Depuis plusieurs années, de sévères critiques se font entendre sur la façon dont la période coloniale est commémorée en République d'Irlande. Certaines statues ont été officiellement déboulonnées, et d'autres « non officiellement ». Par exemple, il y a la statue d'Horatio Nelson, érigée au centre de ce qui s'appelait la rue Sackville (qui a été renommée rue O'Connell) à Dublin en Irlande. Érigée en 1809 alors que l'Irlande était contrainte à faire partie du Royaume-Uni, elle a survécu pendant plus de 150 ans, jusqu'en mars 1966. Il était fréquemment soulevé qu'une statue érigée en hommage à l'amiral britannique n'avait pas sa place à Dublin à la suite de la proclamation de l'indépendance de l'Irlande et la signature du traité anglo-irlandais en 1921 qui divisait l'île en deux. Après plusieurs années de discussions peu concluantes, la question a été réglée lorsque la statue a enfin été déboulonnée à l'aide de la gélignite, comme le fut l'énorme statue de George II et son cheval, détruite à Stephen's Green en 1937. Les restes de Nelson ont été détruits plus tard par l'Armée républicaine irlandaise, mais sa tête a été conservée dans un musée.

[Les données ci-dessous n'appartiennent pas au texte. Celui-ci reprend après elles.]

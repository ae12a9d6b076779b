//! different utility modules used by the command line tool
/// logger setup: terminal and log file
pub mod logger;
/// tiny module to plot both curves, the region between them and Riemann rectangles
pub mod plots;
/// tiny module to save sampled curves into csv file
pub mod export;
/// task file in TOML format describing one computation
pub mod task_config;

De récentes campagnes sont en cours en Irlande, comme celles de Cork, pour supprimer le nom « Queen Victoria », aussi nommée « la Reine de la Famine », des panneaux de rues. Que la principale statue en son effigie à Leinster House à Dublin ait survécu jusqu'en 1948 (26 ans après la création de l'État libre) relève du miracle. Elle était monarque lorsque l'Irlande était en proie à une famine organisée par les ultra riches propriétaires, alors que des millions de personnes sont mortes de faim ou ont émigré. Après avoir amassé la poussière en Irlande pendant plusieurs années, Victoria a eu droit à un voyage à Sydney en Australie, où elle a été « plantée » devant le Queen Victoria Building malgré certaines offres d'acheteurs canadiens. Le mois suivant, dans un article du Irish Times, Myles na gCopaleen (Brian O'Nolan/Flann O'Brien) n'était pas particulièrement impressionné par son déboulonnage — ses statuts étant plus dommageables que ses statues, affirmait-il. « En plus, pensez-y », écrivit-il. « Ce sont les années qui ont permis à l'Irlandais ordinaire de prendre sa revanche. Le fait est que Victoria a viré au vert. Sa couleur ressemble davantage à celle de nos bonnes vieilles boîtes aux lettres. C'est le prix qu'elle vaut. »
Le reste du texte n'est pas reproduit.